As pessoas, muitas vezes, estabelecem comparações - e incluo-me nelas - entre a qualidade de vida e o padrão precário de educação vigente em cidades grandes como o Rio de Janeiro e São Paulo e aquilo que se observa em países distantes da Europa, ou noutras partes do mundo alcançáveis, por muitos, apenas através dos sonhos ou dos documentários de tv.

Não haveria esta necessidade. Bem próximos de nós, dentro do nosso país mesmo, há contrastes inexplicáveis.

Faz uns dias, uma das minhas tias voltou, em estado de graça, de uma excursão a Gramado, no Sul.

Não conheço nada do Sul. Todas as minhas viagens turísticas dentro do Brasil, dada a minha índole solar e afeita aos panoramas paradisíacos dos trópicos, se realizaram da Bahia para cima. O renitente problema alérgico e respiratório, predominante não apenas na minha saúde mas também na dos meus filhos, desanimou-me, até o momento presente, de aventurar-me em passeios por aquelas bandas; não obstante, reconheço que perco um magnífico espetáculo; ninguém mais que eu vibrou tanto com o visual mágico exibido há poucos anos no esplêndido seriado "A Casa das Sete Mulheres", todo passado no sul do país, nos horizontes mágicos do Rio Grande - um regalo em matéria de literatura e de visual para os nossos olhos cansados das empoeiradas paisagens urbanas.

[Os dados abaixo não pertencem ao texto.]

//! Daemon discovery through a config file on disk.
//!
//! The server mode records where it listens; client invocations read the
//! file and probe the recorded PID with signal 0 to decide whether a new
//! daemon has to be spawned.

use std::fs;
use std::io::{self, Write};
use std::os::unix::fs::{DirBuilderExt, PermissionsExt};
use std::path::Path;

use nix::sys::signal::kill;
use nix::unistd::Pid;
use serde::{Deserialize, Serialize};
use thiserror::Error;

#[derive(Debug, Clone, PartialEq, Eq, Serialize, Deserialize)]
pub struct ServerInfo {
    pub pid: i32,
    pub port: u16,
    pub token: String,
    /// Unix timestamp of daemon start.
    pub created: i64,
}

#[derive(Debug, Error)]
pub enum ConfigError {
    #[error("reading config file: {0}")]
    Read(#[source] io::Error),
    #[error("parsing config file: {0}")]
    Parse(#[from] serde_json::Error),
    #[error("writing config file: {0}")]
    Write(#[source] io::Error),
    #[error("no process with pid {0}")]
    Stale(i32),
}

pub fn read_server_config(path: &Path) -> Result<ServerInfo, ConfigError> {
    let data = fs::read(path).map_err(ConfigError::Read)?;
    Ok(serde_json::from_slice(&data)?)
}

/// Writes the config atomically: temp file in the target directory, mode
/// 0644, rename over the destination.
pub fn write_server_config(info: &ServerInfo, path: &Path) -> Result<(), ConfigError> {
    let dir = match path.parent() {
        Some(parent) if !parent.as_os_str().is_empty() => parent,
        _ => Path::new("."),
    };
    fs::DirBuilder::new()
        .recursive(true)
        .mode(0o755)
        .create(dir)
        .map_err(ConfigError::Write)?;

    let data = serde_json::to_vec(info)?;
    let mut tmp = tempfile::NamedTempFile::new_in(dir).map_err(ConfigError::Write)?;
    tmp.write_all(&data).map_err(ConfigError::Write)?;
    tmp.as_file()
        .set_permissions(fs::Permissions::from_mode(0o644))
        .map_err(ConfigError::Write)?;
    tmp.persist(path).map_err(|err| ConfigError::Write(err.error))?;
    Ok(())
}

/// Signal 0 probes for existence without delivering anything.
fn process_alive(pid: i32) -> bool {
    kill(Pid::from_raw(pid), None).is_ok()
}

/// Reads the config and verifies the recorded daemon still exists.
pub fn verify_connection(path: &Path) -> Result<ServerInfo, ConfigError> {
    let info = read_server_config(path)?;
    if !process_alive(info.pid) {
        return Err(ConfigError::Stale(info.pid));
    }
    Ok(info)
}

Só havia conhecido Gramado, talvez, em documentários. Reunimo-nos em família para ver as fotos e o filme que meus tios e primo exibiram, entusiasmados e ainda dominados pelos efeitos subidamente benéficos da viagem.

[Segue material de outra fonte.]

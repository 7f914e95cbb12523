//! Session registry and frame router.
//!
//! One producer and N subscribers meet in a session keyed by `processId`.
//! The producer's terminal output fans out to every subscriber in producer
//! order; subscriber input merges into a single queue toward the producer.
//! The producer owns the session lifetime: when it disconnects, the id
//! leaves the registry and every subscriber is cancelled.

use std::collections::HashMap;
use std::fmt;
use std::str::FromStr;
use std::sync::atomic::{AtomicBool, Ordering};
use std::sync::Arc;
use std::time::Duration;

use axum::body::Bytes;
use axum::extract::ws::{Message, WebSocket};
use futures_util::future::join_all;
use futures_util::stream::SplitSink;
use futures_util::{SinkExt, StreamExt};
use parking_lot::RwLock;
use subtle::ConstantTimeEq;
use tokio::sync::mpsc;
use tokio_util::sync::CancellationToken;
use tracing::{debug, info, warn};
use uuid::Uuid;

use crate::protocol::Frame;

/// Bound on both per-session queues; gives a slow peer backpressure without
/// letting it hold unbounded memory.
const CHANNEL_CAPACITY: usize = 100;
const CLOSE_DEADLINE: Duration = Duration::from_secs(1);

type SubscriberSink = SplitSink<WebSocket, Message>;

#[derive(Debug, Clone, Copy, PartialEq, Eq)]
pub enum ConnType {
    Process,
    Client,
}

impl FromStr for ConnType {
    type Err = ();

    fn from_str(s: &str) -> Result<Self, Self::Err> {
        match s {
            "process" => Ok(ConnType::Process),
            "client" => Ok(ConnType::Client),
            _ => Err(()),
        }
    }
}

impl fmt::Display for ConnType {
    fn fmt(&self, f: &mut fmt::Formatter<'_>) -> fmt::Result {
        f.write_str(match self {
            ConnType::Process => "process",
            ConnType::Client => "client",
        })
    }
}

pub struct Bus {
    token: String,
    sessions: RwLock<HashMap<String, Arc<Session>>>,
}

impl Bus {
    pub fn new(token: String) -> Arc<Self> {
        Arc::new(Self {
            token,
            sessions: RwLock::new(HashMap::new()),
        })
    }

    /// Constant-time comparison so the token cannot be probed byte by byte.
    pub fn token_matches(&self, candidate: &str) -> bool {
        candidate.as_bytes().ct_eq(self.token.as_bytes()).into()
    }

    pub fn session(&self, process_id: &str) -> Option<Arc<Session>> {
        self.sessions.read().get(process_id).cloned()
    }

    /// Cancels every session; producer and subscriber handlers unwind on
    /// their own tokens.
    pub fn shutdown(&self) {
        let sessions: Vec<Arc<Session>> = {
            let mut map = self.sessions.write();
            map.drain().map(|(_, session)| session).collect()
        };
        for session in sessions {
            session.cancel.cancel();
        }
    }
}

pub struct Session {
    process_id: String,
    subscribers: RwLock<HashMap<Uuid, Arc<Subscriber>>>,
    cancel: CancellationToken,
    /// Merged input queue: every subscriber feeds this, the arbiter drains
    /// it into the producer connection.
    to_producer: mpsc::Sender<Frame>,
    /// Raw outbound blobs destined for every subscriber.
    to_subscribers: mpsc::Sender<Vec<u8>>,
}

impl Session {
    fn new(
        process_id: String,
        to_producer: mpsc::Sender<Frame>,
        to_subscribers: mpsc::Sender<Vec<u8>>,
    ) -> Arc<Self> {
        Arc::new(Self {
            process_id,
            subscribers: RwLock::new(HashMap::new()),
            cancel: CancellationToken::new(),
            to_producer,
            to_subscribers,
        })
    }

    /// Delivers one payload to every attached subscriber and waits for all
    /// writes to land, so subscribers observe payloads in producer order and
    /// in-flight fan-out memory stays bounded.
    async fn fan_out(&self, payload: &[u8]) {
        let subscribers: Vec<Arc<Subscriber>> =
            self.subscribers.read().values().cloned().collect();
        if subscribers.is_empty() {
            return;
        }
        let writes = subscribers
            .into_iter()
            .map(|subscriber| {
                let payload = payload.to_vec();
                tokio::spawn(async move { subscriber.forward(payload).await })
            })
            .collect::<Vec<_>>();
        join_all(writes).await;
    }

    fn cancel_subscribers(&self) {
        let subscribers: Vec<Arc<Subscriber>> = {
            let mut map = self.subscribers.write();
            map.drain().map(|(_, subscriber)| subscriber).collect()
        };
        for subscriber in subscribers {
            subscriber.cancel.cancel();
        }
    }
}

struct Subscriber {
    id: Uuid,
    sink: tokio::sync::Mutex<SubscriberSink>,
    warmed_up: AtomicBool,
    cancel: CancellationToken,
}

impl Subscriber {
    /// The very first write is preceded by a zero-length frame that forces
    /// intermediate proxies to release the held-back upgrade response.
    async fn forward(&self, payload: Vec<u8>) {
        let mut sink = self.sink.lock().await;
        if !self.warmed_up.swap(true, Ordering::SeqCst) {
            if let Err(err) = sink.send(Message::Binary(Bytes::new())).await {
                debug!(subscriber = %self.id, %err, "warm-up write failed");
            }
        }
        if let Err(err) = sink.send(Message::Binary(payload.into())).await {
            warn!(subscriber = %self.id, %err, "writing to subscriber failed");
        }
    }

    async fn close(&self) {
        let mut sink = self.sink.lock().await;
        let _ = tokio::time::timeout(CLOSE_DEADLINE, sink.send(Message::Close(None))).await;
    }
}

pub async fn handle_socket(
    bus: Arc<Bus>,
    conn_type: ConnType,
    process_id: String,
    socket: WebSocket,
) {
    match conn_type {
        ConnType::Process => run_producer(bus, process_id, socket).await,
        ConnType::Client => run_subscriber(bus, process_id, socket).await,
    }
}

async fn run_producer(bus: Arc<Bus>, process_id: String, socket: WebSocket) {
    let (to_subscribers, mut outbound) = mpsc::channel::<Vec<u8>>(CHANNEL_CAPACITY);
    let (to_producer, mut inbound) = mpsc::channel::<Frame>(CHANNEL_CAPACITY);
    let session = Session::new(process_id.clone(), to_producer, to_subscribers);

    let already_claimed = {
        let mut sessions = bus.sessions.write();
        if sessions.contains_key(&process_id) {
            // Lost the race against another producer claiming the same id
            // between routing and upgrade.
            true
        } else {
            sessions.insert(process_id.clone(), session.clone());
            false
        }
    };
    if already_claimed {
        warn!(%process_id, "producer id already claimed");
        close_socket(socket).await;
        return;
    }
    info!(%process_id, "producer attached");

    let (mut ws_tx, mut ws_rx) = socket.split();

    let reader = {
        let session = session.clone();
        let process_id = process_id.clone();
        tokio::spawn(async move {
            while let Some(msg) = ws_rx.next().await {
                let payload = match msg {
                    Ok(Message::Binary(data)) => data.to_vec(),
                    // Simple producers may only speak text; coerce to DATA.
                    Ok(Message::Text(text)) => Frame::data(text.as_str().as_bytes()).encode(),
                    Ok(Message::Close(_)) => break,
                    Ok(_) => continue,
                    Err(err) => {
                        debug!(%process_id, %err, "producer read failed");
                        break;
                    }
                };
                if session.to_subscribers.send(payload).await.is_err() {
                    break;
                }
            }
            info!(%process_id, "producer connection closed");
            session.cancel.cancel();
        })
    };

    // Arbiter: the sole writer to the producer connection. Fans producer
    // output out to subscribers one payload at a time and serializes
    // subscriber input into the producer.
    loop {
        tokio::select! {
            _ = session.cancel.cancelled() => break,
            Some(payload) = outbound.recv() => session.fan_out(&payload).await,
            Some(frame) = inbound.recv() => {
                debug!(%process_id, kind = %frame.kind(), "forwarding subscriber frame to producer");
                if let Err(err) = ws_tx.send(Message::Binary(frame.encode().into())).await {
                    warn!(%process_id, %err, "writing to producer failed");
                }
            }
        }
    }

    // The id must leave the registry before a new producer may claim it;
    // only then are the subscribers cancelled.
    bus.sessions.write().remove(&process_id);
    session.cancel.cancel();
    session.cancel_subscribers();
    reader.abort();
    let _ = tokio::time::timeout(CLOSE_DEADLINE, ws_tx.send(Message::Close(None))).await;
    info!(%process_id, "session removed");
}

async fn run_subscriber(bus: Arc<Bus>, process_id: String, socket: WebSocket) {
    // The session can die between routing and upgrade.
    let Some(session) = bus.session(&process_id) else {
        close_socket(socket).await;
        return;
    };

    let (ws_tx, mut ws_rx) = socket.split();
    let subscriber = Arc::new(Subscriber {
        id: Uuid::new_v4(),
        sink: tokio::sync::Mutex::new(ws_tx),
        warmed_up: AtomicBool::new(false),
        cancel: session.cancel.child_token(),
    });
    session
        .subscribers
        .write()
        .insert(subscriber.id, subscriber.clone());
    info!(%process_id, subscriber = %subscriber.id, "subscriber attached");

    let reader = {
        let to_producer = session.to_producer.clone();
        let cancel = subscriber.cancel.clone();
        let process_id = process_id.clone();
        tokio::spawn(async move {
            while let Some(msg) = ws_rx.next().await {
                let frame = match msg {
                    Ok(Message::Binary(data)) => match Frame::decode(&data) {
                        Ok(frame) => frame,
                        Err(err) => {
                            // One bad frame does not tear down the session.
                            warn!(%process_id, %err, "dropping malformed subscriber frame");
                            continue;
                        }
                    },
                    Ok(Message::Text(text)) => Frame::data(text.as_str().as_bytes()),
                    Ok(Message::Close(_)) => break,
                    Ok(_) => continue,
                    Err(err) => {
                        debug!(%process_id, %err, "subscriber read failed");
                        break;
                    }
                };
                if to_producer.send(frame).await.is_err() {
                    break;
                }
            }
            cancel.cancel();
        })
    };

    subscriber.cancel.cancelled().await;
    session.subscribers.write().remove(&subscriber.id);
    reader.abort();
    subscriber.close().await;
    info!(process_id = %session.process_id, subscriber = %subscriber.id, "subscriber detached");
}

async fn close_socket(mut socket: WebSocket) {
    let _ = tokio::time::timeout(CLOSE_DEADLINE, socket.send(Message::Close(None))).await;
}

Não há o que se dizer das fotos, senão que se me afiguraram coisa de sonho; Gramado tem o dom de converter o panorama gélido do inverno num horizonte mágico. As fotos - muitas delas, mas principalmente as batidas diante do conhecido Rio Negro - mais lembravam pinturas, tamanha a perfeição natural de imagem e de equilíbrio entre sombras e luz. Mas, o que de fato deixou-me estarrecida foi o que vi no filme.

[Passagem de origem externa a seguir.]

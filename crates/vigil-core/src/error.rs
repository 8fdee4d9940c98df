//! Error types for Vigil

/// Result type alias using [`Error`]
pub type Result<T, E = Error> = std::result::Result<T, E>;

/// Main error type for Vigil
#[derive(Debug, thiserror::Error)]
pub enum Error {
    /// A monitored call failed; the message is reported as-is
    #[error("{0}")]
    Failed(String),

    /// The service does not expose the requested method
    #[error("Unknown method '{method}' on service '{service}'")]
    UnknownMethod {
        /// Service identifier
        service: String,
        /// Requested method name
        method: String,
    },

    /// A probe could not reach its target
    #[error("Probe failed: {0}")]
    Probe(String),

    /// A probe gave up waiting
    #[error("Timed out after {0:?}")]
    Timeout(std::time::Duration),

    /// A log sink rejected a write
    #[error("Sink '{sink}' write failed: {message}")]
    Sink {
        /// Sink name
        sink: String,
        /// Error message
        message: String,
    },

    /// Configuration error
    #[error("Configuration error: {0}")]
    Config(String),

    /// A wrapped call panicked
    #[error("Panicked: {0}")]
    Panic(String),

    /// Serialization error
    #[error("Serialization error: {0}")]
    Serialization(#[from] serde_json::Error),

    /// I/O error
    #[error("I/O error: {0}")]
    Io(#[from] std::io::Error),

    /// Generic error with context
    #[error("{0}")]
    Generic(String),
}

impl Error {
    /// Create a failure error
    pub fn failed(message: impl Into<String>) -> Self {
        Error::Failed(message.into())
    }

    /// Create an unknown method error
    pub fn unknown_method(service: impl Into<String>, method: impl Into<String>) -> Self {
        Error::UnknownMethod {
            service: service.into(),
            method: method.into(),
        }
    }

    /// Create a sink error
    pub fn sink(sink: impl Into<String>, message: impl Into<String>) -> Self {
        Error::Sink {
            sink: sink.into(),
            message: message.into(),
        }
    }

    /// Build an error from a caught panic payload
    pub fn from_panic(payload: Box<dyn std::any::Any + Send>) -> Self {
        let message = if let Some(s) = payload.downcast_ref::<&str>() {
            (*s).to_string()
        } else if let Some(s) = payload.downcast_ref::<String>() {
            s.clone()
        } else {
            "unknown panic payload".to_string()
        };
        Error::Panic(message)
    }
}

Amigos, existe, sim, no Brasil, um lugar pelo menos, onde as casas não têm portão nem grades!!; onde (!!!) motoristas param sem necessidade de sinal, tão logo o pedestre ameace por o pé para fora do meio-fio na intenção de atravessar uma rua; onde, como não bastasse a soberana beleza natural da cidade, ainda soma-se a limpeza inatacável, a ausência da miséria, a educação refinada do povo...

Mas...onde?! - alguém pode se espantar - onde, no país se acha isso?! Não nos esqueçamos das dimensões continentais do Brasil que não se resume ao triângulo Rio-Minas-São Paulo; sobretudo tenhamos em vista - e vi a prova cabal - que os maiores centros populacionais não têm, necessariamente, que significar o modelo de avanço cultural e educacional de uma nação - e afirma-lhes isso uma carioca!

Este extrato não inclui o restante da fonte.